Eh bien ! pour Μ. Chapleau, ce ne fut pas même une bagatelle de difficulté ! pas plus de difficulté que dans le gosier de Dansereau ! Pas plus de trouble que dans la conscience de Senécal !

« C’est bien simple, disait-il : pour donner un portefeuille à Robitaille et faire bénéficier le pays des services administratifs de ce géant d’homme d’État, Langevin n’a eu qu’à dire : Plus de ministres français au Sénat !

« Bien ! Puisque pour faire ministre fédéral un homme qui n’est toujours qu’un pigmée à mes côtés, il n’a fallu que sacrifier les droits de notre langue, de notre nationalité, de notre Province au Sénat… »

« A fortiori : Quand il s’agit de l’intérêt personnel de moi Chapleau, pas de ministre français qui tienne au Sénat ! »

Qu’est-ce qu’un intérêt national de premier ordre, à côté d’un désir du grand homme ?

Donc, ce n’était là nullement la difficulté.


XXII


Maintenant, pouvait-on sérieusement opposer à l’intérêt personnel, au désir, au caprice même de M. Chapleau, un droit quelconque de l’un des membres quelconques des Communes ? Y en avait-il là un seul qui put lutter avec le grand homme sur un pied d’égalité ? N’était-il pas sacré chef ? Or qui, à part lui, pouvait sérieusement réclamer sans conteste un droit indiscutable à ce titre ?




UNE PETITE DIGRESSION À PROPOS DE NOS CHEFS.


I


Il faut bien l’avouer de suite : l’autorité des chefs, ce n’est pas ce qu’il y a de mieux défini chez nous.

Cartier vivant, tous, même le premier de Québec, acceptaient sa suprématie.
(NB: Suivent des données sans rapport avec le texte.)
//! Pattern-weight learning and its persistence boundary.
//!
//! After each game, every pattern that produced a move gets a small additive
//! nudge: up on a win, down on a loss, with a second term rewarding
//! territory efficiency. Weights are always clamped to
//! [`WEIGHT_MIN`, `WEIGHT_MAX`], so no pattern can be learned into oblivion
//! or runaway dominance. One step per game, no replay.
//!
//! Persistence is deliberately forgiving: a missing or corrupt store yields
//! default weights and a warning, never an error. Losing a few games of
//! learning is cheaper than refusing to play.

use std::collections::BTreeMap;
use std::fs;
use std::io::ErrorKind;
use std::path::PathBuf;

use log::{debug, warn};
use serde::{Deserialize, Serialize};

use crate::constants::{LEARNING_RATE, WEIGHT_MAX, WEIGHT_MIN};
use crate::error::PersistenceError;
use crate::finders::Strategy;
use crate::scoring::GameResult;
use crate::select::Move;

/// Learned per-pattern weights, clamped to [`WEIGHT_MIN`, `WEIGHT_MAX`].
/// Unlisted patterns read as 1.0 (neutral).
#[derive(Clone, Debug, PartialEq, Serialize, Deserialize)]
pub struct PatternWeights {
    weights: BTreeMap<Strategy, f64>,
}

impl Default for PatternWeights {
    fn default() -> Self {
        let weights = Strategy::ALL.into_iter().map(|s| (s, 1.0)).collect();
        Self { weights }
    }
}

impl PatternWeights {
    pub fn get(&self, strategy: Strategy) -> f64 {
        self.weights.get(&strategy).copied().unwrap_or(1.0)
    }

    /// Add `delta` to a pattern's weight, clamping the result.
    pub fn adjust(&mut self, strategy: Strategy, delta: f64) {
        let w = self.weights.entry(strategy).or_insert(1.0);
        *w = (*w + delta).clamp(WEIGHT_MIN, WEIGHT_MAX);
    }
}

/// Win/loss tally and pattern usage counts against one opponent.
#[derive(Clone, Debug, Default, PartialEq, Serialize, Deserialize)]
pub struct OpponentRecord {
    pub wins: u64,
    pub losses: u64,
    /// How often each pattern produced a move against this opponent.
    pub preferred_patterns: BTreeMap<Strategy, u64>,
}

impl OpponentRecord {
    /// Fold one finished game into the record.
    pub fn record_game(&mut self, result: &GameResult, history: &[Move]) {
        if result.is_win {
            self.wins += 1;
        } else {
            self.losses += 1;
        }
        for mv in history {
            *self.preferred_patterns.entry(mv.strategy).or_insert(0) += 1;
        }
    }
}

/// Everything the engine learns across games.
#[derive(Clone, Debug, Default, PartialEq, Serialize, Deserialize)]
pub struct LearningData {
    pub weights: PatternWeights,
    pub opponents: BTreeMap<String, OpponentRecord>,
}

/// Nudge the weight of every pattern that produced a move this game.
///
/// Per move: `rate * (win ? +1 : -1)` plus `rate * (efficiency - 0.5)`,
/// where efficiency is territory relative to the whole board. An efficient
/// win reinforces harder than a scraped one; a territory-positive loss is
/// punished less than a rout.
pub fn adapt_weights(
    result: &GameResult,
    history: &[Move],
    board_size: usize,
    weights: &mut PatternWeights,
) {
    let area = (board_size * board_size) as f64;
    let efficiency = result.territory as f64 / area;
    let outcome = if result.is_win { 1.0 } else { -1.0 };
    let delta = LEARNING_RATE * outcome + LEARNING_RATE * (efficiency - 0.5);
    for mv in history {
        weights.adjust(mv.strategy, delta);
    }
}

/// Where learned data lives between games.
pub trait WeightStore {
    /// Load persisted data, falling back to defaults on any failure.
    fn load(&self) -> LearningData;
    fn save(&mut self, data: &LearningData) -> Result<(), PersistenceError>;
}

/// serde_json-backed store at a fixed path.
pub struct JsonFileStore {
    path: PathBuf,
}

impl JsonFileStore {
    pub fn new(path: impl Into<PathBuf>) -> Self {
        Self { path: path.into() }
    }
}

impl WeightStore for JsonFileStore {
    fn load(&self) -> LearningData {
        let raw = match fs::read_to_string(&self.path) {
            Ok(raw) => raw,
            Err(e) if e.kind() == ErrorKind::NotFound => {
                debug!("no learning data at {}, starting fresh", self.path.display());
                return LearningData::default();
            }
            Err(e) => {
                warn!(
                    "could not read learning data at {}: {e}, starting fresh",
                    self.path.display()
                );
                return LearningData::default();
            }
        };
        match serde_json::from_str(&raw) {
            Ok(data) => data,
            Err(e) => {
                warn!(
                    "corrupt learning data at {}: {e}, starting fresh",
                    self.path.display()
                );
                LearningData::default()
            }
        }
    }

    fn save(&mut self, data: &LearningData) -> Result<(), PersistenceError> {
        let encoded = serde_json::to_string_pretty(data)?;
        fs::write(&self.path, encoded)?;
        Ok(())
    }
}

/// In-memory store for tests and throwaway sessions.
#[derive(Default)]
pub struct MemoryStore {
    pub data: Option<LearningData>,
}

impl WeightStore for MemoryStore {
    fn load(&self) -> LearningData {
        self.data.clone().unwrap_or_default()
    }

    fn save(&mut self, data: &LearningData) -> Result<(), PersistenceError> {
        self.data = Some(data.clone());
        Ok(())
    }
}

#[cfg(test)]
mod tests {
    use super::*;
    use std::time::Duration;

    fn result(is_win: bool, territory: i64) -> GameResult {
        GameResult {
            territory,
            networks: 0,
            total_score: territory,
            is_win,
            moves: 1,
            duration: Duration::from_secs(1),
        }
    }

    fn history(strategy: Strategy, len: usize) -> Vec<Move> {
        (0..len)
            .map(|ordinal| Move {
                point: (0, 0),
                strategy,
                ordinal,
            })
            .collect()
    }

    #[test]
    fn wins_raise_losses_lower() {
        let mut weights = PatternWeights::default();
        let moves = history(Strategy::Capture, 1);
        adapt_weights(&result(true, 5), &moves, 5, &mut weights);
        assert!(weights.get(Strategy::Capture) > 1.0);
        adapt_weights(&result(false, -5), &moves, 5, &mut weights);
        adapt_weights(&result(false, -5), &moves, 5, &mut weights);
        assert!(weights.get(Strategy::Capture) < 1.0);
        // Untouched patterns stay neutral.
        assert_eq!(weights.get(Strategy::Corner), 1.0);
    }

    #[test]
    fn weights_stay_clamped_under_repeated_updates() {
        let mut weights = PatternWeights::default();
        let moves = history(Strategy::Random, 50);
        for _ in 0..100 {
            adapt_weights(&result(true, 25), &moves, 5, &mut weights);
        }
        assert_eq!(weights.get(Strategy::Random), WEIGHT_MAX);
        for _ in 0..100 {
            adapt_weights(&result(false, -25), &moves, 5, &mut weights);
        }
        assert_eq!(weights.get(Strategy::Random), WEIGHT_MIN);
    }

    #[test]
    fn opponent_record_accumulates() {
        let mut record = OpponentRecord::default();
        let moves = history(Strategy::Defensive, 3);
        record.record_game(&result(true, 2), &moves);
        record.record_game(&result(false, -2), &moves);
        assert_eq!(record.wins, 1);
        assert_eq!(record.losses, 1);
        assert_eq!(record.preferred_patterns[&Strategy::Defensive], 6);
    }

    #[test]
    fn corrupt_store_yields_defaults() {
        let path = std::env::temp_dir().join("tenuki-corrupt-weights-test.json");
        fs::write(&path, "{ not json").unwrap();
        let store = JsonFileStore::new(&path);
        assert_eq!(store.load(), LearningData::default());
        fs::remove_file(&path).ok();
    }

    #[test]
    fn missing_store_yields_defaults() {
        let store = JsonFileStore::new("/nonexistent/tenuki-weights.json");
        assert_eq!(store.load(), LearningData::default());
    }

    #[test]
    fn store_round_trip() {
        let path = std::env::temp_dir().join("tenuki-roundtrip-weights-test.json");
        let mut store = JsonFileStore::new(&path);
        let mut data = LearningData::default();
        data.weights.adjust(Strategy::Connection, 0.3);
        data.opponents
            .entry("Netburners".to_string())
            .or_default()
            .wins = 4;
        store.save(&data).unwrap();
        assert_eq!(store.load(), data);
        fs::remove_file(&path).ok();
    }
}
//! Tunable constants for the move heuristics and the learning loop.
//!
//! Most of the finder thresholds are hand-tuned values, collected here rather
//! than scattered through the finders so that a single place controls the
//! engine's "personality".

// =============================================================================
// Board Geometry
// =============================================================================

/// Board sizes the engine accepts. Standard small-board Go sizes.
pub const BOARD_SIZES: [usize; 4] = [5, 7, 9, 13];

/// Game length cap as a multiple of the board area. A game that runs longer
/// than `size * size * GAME_LEN_FACTOR` placements is cut off instead of
/// looping forever.
pub const GAME_LEN_FACTOR: usize = 3;

// =============================================================================
// Finder Thresholds
// =============================================================================

/// Minimum stone count for an enemy chain to be worth cutting apart.
pub const SIGNIFICANT_CHAIN_SIZE: usize = 3;

/// Minimum stone count for a friendly group to count as a "network" when
/// scoring a finished game.
pub const MIN_NETWORK_SIZE: usize = 3;

/// Manhattan radius within which a candidate counts as "near" an existing eye
/// when looking for a second eye.
pub const EYE_PROXIMITY: usize = 3;

/// Liberty count a defensive move should raise an endangered group to.
pub const DEFENSIVE_TARGET_LIBS: usize = 3;

// =============================================================================
// Learning Parameters
// =============================================================================

/// Step size for per-pattern weight updates after each game.
pub const LEARNING_RATE: f64 = 0.1;

/// Probability of applying the exploration bonus to a move evaluation.
pub const EXPLORATION_RATE: f64 = 0.1;

/// Multiplier applied to a move evaluation when exploring.
pub const EXPLORATION_BONUS: f64 = 1.2;

/// Blend factor between territory potential and influence when evaluating a
/// move (1.0 = territory only).
pub const TERRITORY_WEIGHT: f64 = 0.6;

/// Evaluation bonus for a move that completes an eye.
pub const EYE_FORM_BONUS: f64 = 5.0;

/// Pattern weights are clamped to this range so a losing streak can never
/// drive a pattern to zero, and a winning streak can never make one pattern
/// drown out the rest.
pub const WEIGHT_MIN: f64 = 0.1;
pub const WEIGHT_MAX: f64 = 2.0;

// =============================================================================
// Turn Loop
// =============================================================================

/// How many times a malformed oracle snapshot is retried before the turn is
/// given up on.
pub const SNAPSHOT_RETRIES: u32 = 3;

/// Backoff between snapshot retries, in milliseconds.
pub const SNAPSHOT_BACKOFF_MS: u64 = 100;

/// Maximum number of placements allowed in one game on a board of the given
/// size.
pub const fn max_game_len(size: usize) -> usize {
    size * size * GAME_LEN_FACTOR
}
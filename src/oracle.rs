//! The read-only board oracle boundary and a self-contained simulator.
//!
//! The engine never mutates a board directly during play; it queries an
//! oracle for fresh per-turn state and submits exactly one move (or a pass).
//! In the host game the oracle is the game's own rules engine. [`SimOracle`]
//! is a local stand-in with the same contract - legal placement, capture
//! resolution, single-step ko, and a random-legal opponent - so the engine
//! can be exercised end to end offline.

use crate::analysis::{
    compute_chains, compute_controlled, compute_liberties, compute_valid_moves, group_liberties,
    place_and_resolve,
};
use crate::board::{Board, Cell, Control, Grid, Point};
use crate::constants::{BOARD_SIZES, max_game_len};
use crate::error::EngineError;

/// Whether the game continues after a submitted move or pass.
#[derive(Copy, Clone, Debug, PartialEq, Eq)]
pub enum TurnOutcome {
    Continue,
    GameOver,
}

/// Read-only contract the engine consumes each turn, plus the two mutating
/// calls that advance the game.
pub trait GoOracle {
    fn board(&self) -> Result<Board, EngineError>;
    fn valid_moves(&self) -> Result<Grid<bool>, EngineError>;
    fn liberties(&self) -> Result<Grid<i32>, EngineError>;
    fn chains(&self) -> Result<Grid<Option<u32>>, EngineError>;
    fn controlled_points(&self) -> Result<Grid<Control>, EngineError>;

    /// Place a friendly stone. The orchestrator validates first, so a
    /// rejection here means engine and oracle disagree about the position.
    fn submit_move(&mut self, p: Point) -> Result<TurnOutcome, EngineError>;

    /// Pass the turn.
    fn pass_turn(&mut self) -> Result<TurnOutcome, EngineError>;

    /// Block until the opponent has moved (or the game ended).
    fn wait_for_opponent(&mut self) -> Result<TurnOutcome, EngineError>;
}

/// One coherent per-turn view of the game: board plus the analysis grids
/// derived from that same board. Never mix grids across snapshots.
pub struct Snapshot {
    pub board: Board,
    pub valid: Grid<bool>,
    pub liberties: Grid<i32>,
    pub chains: Grid<Option<u32>>,
    pub controlled: Grid<Control>,
}

impl Snapshot {
    /// Pull a fresh snapshot from the oracle, verifying that every grid
    /// describes the same, supported board size.
    pub fn capture(oracle: &dyn GoOracle) -> Result<Self, EngineError> {
        let board = oracle.board()?;
        let size = board.size();
        if !BOARD_SIZES.contains(&size) {
            return Err(EngineError::InvalidBoardState(format!(
                "unsupported board size {size}"
            )));
        }

        let valid = oracle.valid_moves()?;
        let liberties = oracle.liberties()?;
        let chains = oracle.chains()?;
        let controlled = oracle.controlled_points()?;
        for (name, got) in [
            ("valid moves", valid.size()),
            ("liberties", liberties.size()),
            ("chains", chains.size()),
            ("controlled", controlled.size()),
        ] {
            if got != size {
                return Err(EngineError::InvalidBoardState(format!(
                    "{name} grid is {got}x{got} for a {size}x{size} board"
                )));
            }
        }

        Ok(Self {
            board,
            valid,
            liberties,
            chains,
            controlled,
        })
    }

    /// Side length of the snapshot's board.
    pub fn size(&self) -> usize {
        self.board.size()
    }
}

/// Local rules simulator implementing [`GoOracle`].
///
/// The opponent plays a uniformly random legal move. Both sides are held to
/// the same legality rules, including the single-step ko check against the
/// position before the most recent placement.
pub struct SimOracle {
    board: Board,
    /// Board as it stood before the most recent placement, for ko.
    prior: Option<Board>,
    rng: fastrand::Rng,
    passes: u32,
    placements: usize,
    game_over: bool,
}

impl SimOracle {
    /// Create a simulator for an empty board of a supported size.
    pub fn new(size: usize, seed: u64) -> Result<Self, EngineError> {
        if !BOARD_SIZES.contains(&size) {
            return Err(EngineError::InvalidBoardState(format!(
                "unsupported board size {size}"
            )));
        }
        Ok(Self {
            board: Board::new(size),
            prior: None,
            rng: fastrand::Rng::with_seed(seed),
            passes: 0,
            placements: 0,
            game_over: false,
        })
    }

    /// Start from a given position instead of an empty board. Intended for
    /// tests and scripted scenarios.
    pub fn from_board(board: Board, seed: u64) -> Result<Self, EngineError> {
        let mut sim = Self::new(board.size(), seed)?;
        sim.board = board;
        Ok(sim)
    }

    /// True once either side has ended the game.
    pub fn is_game_over(&self) -> bool {
        self.game_over
    }

    /// The position before the most recent placement, if any.
    pub fn previous_board(&self) -> Option<&Board> {
        self.prior.as_ref()
    }

    fn legal_points(&self, color: Cell) -> Vec<Point> {
        let mut points = Vec::new();
        for p in self.board.points() {
            if self.board.get(p) != Cell::Empty {
                continue;
            }
            let (resolved, _) = place_and_resolve(&self.board, p, color);
            if let Some(prev) = &self.prior
                && resolved == *prev
            {
                continue;
            }
            if group_liberties(&resolved, p) > 0 {
                points.push(p);
            }
        }
        points
    }

    fn apply(&mut self, p: Point, color: Cell) {
        let before = self.board.clone();
        let (resolved, _) = place_and_resolve(&self.board, p, color);
        self.prior = Some(before);
        self.board = resolved;
        self.placements += 1;
        self.passes = 0;
        if self.placements >= max_game_len(self.board.size()) {
            self.game_over = true;
        }
    }

    fn outcome(&self) -> TurnOutcome {
        if self.game_over {
            TurnOutcome::GameOver
        } else {
            TurnOutcome::Continue
        }
    }
}

impl GoOracle for SimOracle {
    fn board(&self) -> Result<Board, EngineError> {
        Ok(self.board.clone())
    }

    fn valid_moves(&self) -> Result<Grid<bool>, EngineError> {
        Ok(compute_valid_moves(&self.board, self.prior.as_ref()))
    }

    fn liberties(&self) -> Result<Grid<i32>, EngineError> {
        Ok(compute_liberties(&self.board))
    }

    fn chains(&self) -> Result<Grid<Option<u32>>, EngineError> {
        Ok(compute_chains(&self.board))
    }

    fn controlled_points(&self) -> Result<Grid<Control>, EngineError> {
        Ok(compute_controlled(&self.board))
    }

    fn submit_move(&mut self, p: Point) -> Result<TurnOutcome, EngineError> {
        if self.game_over {
            return Ok(TurnOutcome::GameOver);
        }
        if !self.legal_points(Cell::Friendly).contains(&p) {
            return Err(EngineError::IllegalMove(p.0, p.1));
        }
        self.apply(p, Cell::Friendly);
        Ok(self.outcome())
    }

    fn pass_turn(&mut self) -> Result<TurnOutcome, EngineError> {
        if self.game_over {
            return Ok(TurnOutcome::GameOver);
        }
        self.passes += 1;
        if self.passes >= 2 {
            self.game_over = true;
        }
        Ok(self.outcome())
    }

    fn wait_for_opponent(&mut self) -> Result<TurnOutcome, EngineError> {
        if self.game_over {
            return Ok(TurnOutcome::GameOver);
        }
        let candidates = self.legal_points(Cell::Enemy);
        if candidates.is_empty() {
            self.passes += 1;
            if self.passes >= 2 {
                self.game_over = true;
            }
        } else {
            let p = candidates[self.rng.usize(..candidates.len())];
            self.apply(p, Cell::Enemy);
        }
        Ok(self.outcome())
    }
}
//! Error taxonomy for the engine.
//!
//! Everything here is recoverable: a malformed snapshot is retried, a failed
//! save is logged and skipped. "No candidate move" is not an error at all -
//! finders return `Option` and the orchestrator moves on to the next one.

use thiserror::Error;

/// Errors surfaced by the engine proper.
#[derive(Debug, Error)]
pub enum EngineError {
    /// The oracle handed back a board or analysis grid that does not describe
    /// a coherent position (wrong size, mismatched grids, unknown markers).
    #[error("invalid board state: {0}")]
    InvalidBoardState(String),

    /// A move was submitted that the rules reject. The orchestrator validates
    /// before submitting, so seeing this means the oracle and the engine
    /// disagree about the position.
    #[error("illegal move at ({0}, {1})")]
    IllegalMove(usize, usize),
}

/// Errors from the weight-store boundary. Kept separate from [`EngineError`]:
/// a failed save is logged and swallowed by the session, never escalated.
#[derive(Debug, Error)]
pub enum PersistenceError {
    #[error("learning data i/o failed: {0}")]
    Io(#[from] std::io::Error),

    #[error("learning data encoding failed: {0}")]
    Encode(#[from] serde_json::Error),
}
Depuis la mort du grand patriote, le sceptre a été plus ou moins disputé. Le jour de ses funérailles, quelques douzaines de membres des deux parlements proclamaient, au St. Laurence Hall, Sir Hector Langevin comme son successeur. Mais la couronne de Sir George était un joyau terriblement pesant ; elle chancela quelque temps sur le front du nouveau Joas. Son étoile[1] pâlit même avec les revers de 1873. De cette date à 1878, nous crûmes avoir, au fédéral, une tétrarchie. Les optimistes disaient une quinquarchie ou même une sexarchie.

  1. Car il convient qu’il en ait une, Chapleau a la sienne tout comme Napoléon, ainsi qu’il a été démontré par la Minerve.